Parser Generators for Math Expressions

Published: Thursday, March 9, 2023
Updated: Monday, March 13, 2023

Greetings, friends! This is my ninth post in the math expression parser series. Up until now, we've been relying on building a parser from scratch using our own implementation of the shunting yard algorithm. Well, that changes today! We will now start learning about parser generators to generate parsers automatically for us. But how does that work? Let's find out together!

Introduction to Parser Generators

Parser generators are tools that let people create parsers automatically without having to write much code. The basic idea is that they accept a special kind of input known as a grammar and outputs/generates a parser in a target programming language. In this tutorial series, we'll use a parser generator to create a math expression parser. We'll then use that parser to solve math expressions or build abstract syntax trees (AST).

Visual showing how a file called calc.grammar is the input to a parser generator. The parser generator can output a parser program in a variety of programming languages. Examples include a file named parser.js (for JavaScript), a file named parser.rb (for Ruby), and a file named parser.rs (for Rust).

A grammar refers to a file or group of text that contains a syntax for a language's rules. A grammar file may also contain information about how text is tokenized. Depending on the tool, the grammar file may contain rules on how to both tokenize and parse text. Super convenient!

The library author of a particular parser generator will normally document how to build grammars using their own syntax. We'll look into how to build grammars later.

On Wikipedia, you'll see lots weird math notation and theory behind grammars. I'll discuss what grammars are in simple terms in this tutorial, so don't worry about all the complex jargon.

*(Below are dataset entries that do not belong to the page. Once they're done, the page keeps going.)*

use avafr_entities::prepared_data;
use avafr_migration::OnConflict;
use avafr_types::{MergedRecord, UserDay};
use chrono::NaiveDate;
use indicatif::{ProgressBar, ProgressStyle};
use sea_orm::{
    ActiveValue::Set, ColumnTrait, Condition, EntityTrait, QueryFilter, QueryOrder, QuerySelect,
};

use crate::DatabaseHandler;

// SQLite limits to 999 SQL variables: 14 columns -> max 71 rows
const PREPARED_BATCH: usize = 64;

#[derive(Default, Debug)]
pub struct SearchPrepared {
    pub user_id: Option<i64>,
    pub from: Option<NaiveDate>,
    pub to: Option<NaiveDate>,
    pub limit: Option<u64>,
}

impl SearchPrepared {
    pub(crate) fn conditions(self) -> Condition {
        Condition::all()
            .add_option(self.user_id.map(|id| prepared_data::Column::UserId.eq(id)))
            .add_option(self.from.map(|from| prepared_data::Column::ActivityDate.gte(from)))
            .add_option(self.to.map(|to| prepared_data::Column::ActivityDate.lte(to)))
    }
}

fn bar_style() -> ProgressStyle {
    ProgressStyle::with_template("{prefix:>14} [{wide_bar:.cyan/dim}] {pos}/{len} ({elapsed}, {eta} remaining)")
        .unwrap_or_else(|_| ProgressStyle::default_bar())
        .progress_chars("=>-")
}

impl DatabaseHandler {
    /// Upserts merged rows keyed by (user, activity date).
    pub async fn create_prepared_rows(&self, rows: &[MergedRecord]) -> anyhow::Result<usize> {
        if rows.is_empty() {
            return Ok(0);
        }

        let pb = ProgressBar::new(rows.len() as u64);
        pb.set_style(bar_style());
        pb.set_prefix("prepared_data");

        for batch in rows.chunks(PREPARED_BATCH) {
            let models = batch.iter().map(to_active_model);

            prepared_data::Entity::insert_many(models)
                .on_conflict(
                    OnConflict::columns([
                        prepared_data::Column::UserId,
                        prepared_data::Column::ActivityDate,
                    ])
                    .update_columns([
                        prepared_data::Column::TotalSteps,
                        prepared_data::Column::TotalDistance,
                        prepared_data::Column::VeryActiveMinutes,
                        prepared_data::Column::FairlyActiveMinutes,
                        prepared_data::Column::LightlyActiveMinutes,
                        prepared_data::Column::SedentaryMinutes,
                        prepared_data::Column::Calories,
                        prepared_data::Column::TotalSleepRecords,
                        prepared_data::Column::TotalMinutesAsleep,
                        prepared_data::Column::TotalTimeInBed,
                        prepared_data::Column::RestingHeartRate,
                        prepared_data::Column::ReadinessScore,
                    ])
                    .to_owned(),
                )
                .exec(&self.db)
                .await?;

            pb.inc(batch.len() as u64);
        }

        pb.finish();
        info!("stored {} prepared rows", rows.len());
        Ok(rows.len())
    }

    pub async fn get_prepared_row(&self, key: UserDay) -> anyhow::Result<Option<MergedRecord>> {
        let row = prepared_data::Entity::find_by_id((key.user_id, key.date))
            .one(&self.db)
            .await?;

        Ok(row.map(map_prepared_row))
    }

    pub async fn search_prepared(
        &self,
        options: SearchPrepared,
    ) -> anyhow::Result<Vec<MergedRecord>> {
        let limit = options.limit;
        let rows = prepared_data::Entity::find()
            .filter(options.conditions())
            .order_by_asc(prepared_data::Column::UserId)
            .order_by_asc(prepared_data::Column::ActivityDate)
            .limit(limit)
            .all(&self.db)
            .await?
            .into_iter()
            .map(map_prepared_row)
            .collect();

        Ok(rows)
    }

    pub async fn delete_prepared_rows(&self) -> anyhow::Result<u64> {
        let result = prepared_data::Entity::delete_many().exec(&self.db).await?;
        Ok(result.rows_affected)
    }
}

fn to_db(value: u32) -> i32 {
    i32::try_from(value).unwrap_or(i32::MAX)
}

fn from_db(value: i32) -> u32 {
    u32::try_from(value).unwrap_or_default()
}

fn to_active_model(row: &MergedRecord) -> prepared_data::ActiveModel {
    prepared_data::ActiveModel {
        user_id: Set(row.user_id),
        activity_date: Set(row.date),
        total_steps: Set(to_db(row.total_steps)),
        total_distance: Set(row.total_distance),
        very_active_minutes: Set(to_db(row.very_active_minutes)),
        fairly_active_minutes: Set(to_db(row.fairly_active_minutes)),
        lightly_active_minutes: Set(to_db(row.lightly_active_minutes)),
        sedentary_minutes: Set(to_db(row.sedentary_minutes)),
        calories: Set(to_db(row.calories)),
        total_sleep_records: Set(to_db(row.total_sleep_records)),
        total_minutes_asleep: Set(to_db(row.total_minutes_asleep)),
        total_time_in_bed: Set(to_db(row.total_time_in_bed)),
        resting_heart_rate: Set(row.resting_heart_rate),
        readiness_score: Set(row.readiness_score),
    }
}

fn map_prepared_row(value: prepared_data::Model) -> MergedRecord {
    MergedRecord {
        user_id: value.user_id,
        date: value.activity_date,
        total_steps: from_db(value.total_steps),
        total_distance: value.total_distance,
        very_active_minutes: from_db(value.very_active_minutes),
        fairly_active_minutes: from_db(value.fairly_active_minutes),
        lightly_active_minutes: from_db(value.lightly_active_minutes),
        sedentary_minutes: from_db(value.sedentary_minutes),
        calories: from_db(value.calories),
        total_sleep_records: from_db(value.total_sleep_records),
        total_minutes_asleep: from_db(value.total_minutes_asleep),
        total_time_in_bed: from_db(value.total_time_in_bed),
        resting_heart_rate: value.resting_heart_rate,
        readiness_score: value.readiness_score,
    }
}

#[cfg(test)]
mod tests {
    use super::*;

    fn day(d: u32) -> NaiveDate {
        NaiveDate::from_ymd_opt(2016, 4, d).unwrap()
    }

    fn row(user_id: i64, d: u32, resting: Option<f64>) -> MergedRecord {
        MergedRecord {
            user_id,
            date: day(d),
            total_steps: 9000,
            total_distance: 6.1,
            very_active_minutes: 20,
            fairly_active_minutes: 10,
            lightly_active_minutes: 150,
            sedentary_minutes: 800,
            calories: 2100,
            total_sleep_records: 1,
            total_minutes_asleep: 420,
            total_time_in_bed: 450,
            resting_heart_rate: resting,
            readiness_score: resting.map(|_| 66.6),
        }
    }

    #[test]
    fn model_mapping_keeps_missing_values() {
        let original = row(5, 12, None);
        assert_eq!(map_prepared_row(prepared_model(&original)), original);
    }

    fn prepared_model(row: &MergedRecord) -> prepared_data::Model {
        prepared_data::Model {
            user_id: row.user_id,
            activity_date: row.date,
            total_steps: to_db(row.total_steps),
            total_distance: row.total_distance,
            very_active_minutes: to_db(row.very_active_minutes),
            fairly_active_minutes: to_db(row.fairly_active_minutes),
            lightly_active_minutes: to_db(row.lightly_active_minutes),
            sedentary_minutes: to_db(row.sedentary_minutes),
            calories: to_db(row.calories),
            total_sleep_records: to_db(row.total_sleep_records),
            total_minutes_asleep: to_db(row.total_minutes_asleep),
            total_time_in_bed: to_db(row.total_time_in_bed),
            resting_heart_rate: row.resting_heart_rate,
            readiness_score: row.readiness_score,
        }
    }

    #[tokio::test]
    async fn lookup_by_key() {
        let db = DatabaseHandler::new("sqlite::memory:").await.unwrap();
        db.create_prepared_rows(&[row(1, 12, Some(52.0)), row(1, 13, None)])
            .await
            .unwrap();

        let found = db.get_prepared_row(UserDay::new(1, day(12))).await.unwrap();
        assert_eq!(found.unwrap().resting_heart_rate, Some(52.0));

        // stored without a reading: the row exists, the value stays missing
        let missing = db.get_prepared_row(UserDay::new(1, day(13))).await.unwrap();
        assert_eq!(missing.unwrap().resting_heart_rate, None);

        let absent = db.get_prepared_row(UserDay::new(2, day(12))).await.unwrap();
        assert!(absent.is_none());
    }

    #[tokio::test]
    async fn upsert_replaces_derived_values() {
        let db = DatabaseHandler::new("sqlite::memory:").await.unwrap();
        db.create_prepared_rows(&[row(1, 12, None)]).await.unwrap();
        db.create_prepared_rows(&[row(1, 12, Some(48.0))]).await.unwrap();

        let rows = db.search_prepared(SearchPrepared::default()).await.unwrap();
        assert_eq!(rows.len(), 1);
        assert_eq!(rows[0].resting_heart_rate, Some(48.0));
        assert_eq!(rows[0].readiness_score, Some(66.6));
    }

    #[tokio::test]
    async fn large_inserts_are_batched() {
        let db = DatabaseHandler::new("sqlite::memory:").await.unwrap();
        let rows = (1..=250)
            .map(|user| row(user, 12, Some(50.0)))
            .collect::<Vec<_>>();

        assert_eq!(db.create_prepared_rows(&rows).await.unwrap(), 250);
        let stored = db.search_prepared(SearchPrepared::default()).await.unwrap();
        assert_eq!(stored.len(), 250);
    }

    #[tokio::test]
    async fn search_filters() {
        let db = DatabaseHandler::new("sqlite::memory:").await.unwrap();
        let rows = [1, 2]
            .into_iter()
            .flat_map(|user| (10..=14).map(move |d| row(user, d, Some(50.0))))
            .collect::<Vec<_>>();
        db.create_prepared_rows(&rows).await.unwrap();

        let user = db
            .search_prepared(SearchPrepared {
                user_id: Some(2),
                from: Some(day(11)),
                to: Some(day(13)),
                limit: None,
            })
            .await
            .unwrap();
        assert_eq!(
            user.iter().map(|r| r.date).collect::<Vec<_>>(),
            vec![day(11), day(12), day(13)]
        );

        let limited = db
            .search_prepared(SearchPrepared {
                limit: Some(4),
                ..Default::default()
            })
            .await
            .unwrap();
        assert_eq!(limited.len(), 4);

        assert_eq!(db.delete_prepared_rows().await.unwrap(), 10);
        assert!(db.search_prepared(SearchPrepared::default()).await.unwrap().is_empty());
    }
}
pub mod prelude;

pub mod fitness_data;
pub mod prepared_data;
use sea_orm::entity::prelude::*;

/// One merged (user, day) row, keyed by user and activity date.
#[derive(Clone, Debug, PartialEq, DeriveEntityModel)]
#[sea_orm(table_name = "prepared_data")]
pub struct Model {
    #[sea_orm(primary_key, auto_increment = false)]
    pub user_id: i64,
    #[sea_orm(primary_key, auto_increment = false)]
    pub activity_date: Date,
    pub total_steps: i32,
    #[sea_orm(column_type = "Double")]
    pub total_distance: f64,
    pub very_active_minutes: i32,
    pub fairly_active_minutes: i32,
    pub lightly_active_minutes: i32,
    pub sedentary_minutes: i32,
    pub calories: i32,
    pub total_sleep_records: i32,
    pub total_minutes_asleep: i32,
    pub total_time_in_bed: i32,
    #[sea_orm(column_type = "Double", nullable)]
    pub resting_heart_rate: Option<f64>,
    #[sea_orm(column_type = "Double", nullable)]
    pub readiness_score: Option<f64>,
}

#[derive(Copy, Clone, Debug, EnumIter, DeriveRelation)]
pub enum Relation {}

impl ActiveModelBehavior for ActiveModel {}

Some parser generators create parsers in the target programming language you specify. In this tutorial series, we'll target the JavaScript language. Once we have a parser, we can use it to parse things as defined in our grammar. Our grammar will include all the rules necessary for tokenizing and building a math expression parser.

Here's a fun fact! Parser generators can be used to create an entire programming language. Even Python was originally created using an LL(1) parser generator called pgen! Starting in Python 3.9, a PEG-based parser generator called pegen was used to create a new Python parser.

As seen on Wikipedia, there are many different implementations of parser generators. Each one uses one or more different types of parsing algorithms. They can also output parsers in one or more programming languages. Even though a parser generator is coded in JavaScript, it can be designed such that it outputs a different programming language such as Ruby or Rust.

Grammars

As mentioned earlier, parser generators normally accept a particular kind of grammar. The author of a parser generator tool will typically tell you how to write grammars and what syntax to use.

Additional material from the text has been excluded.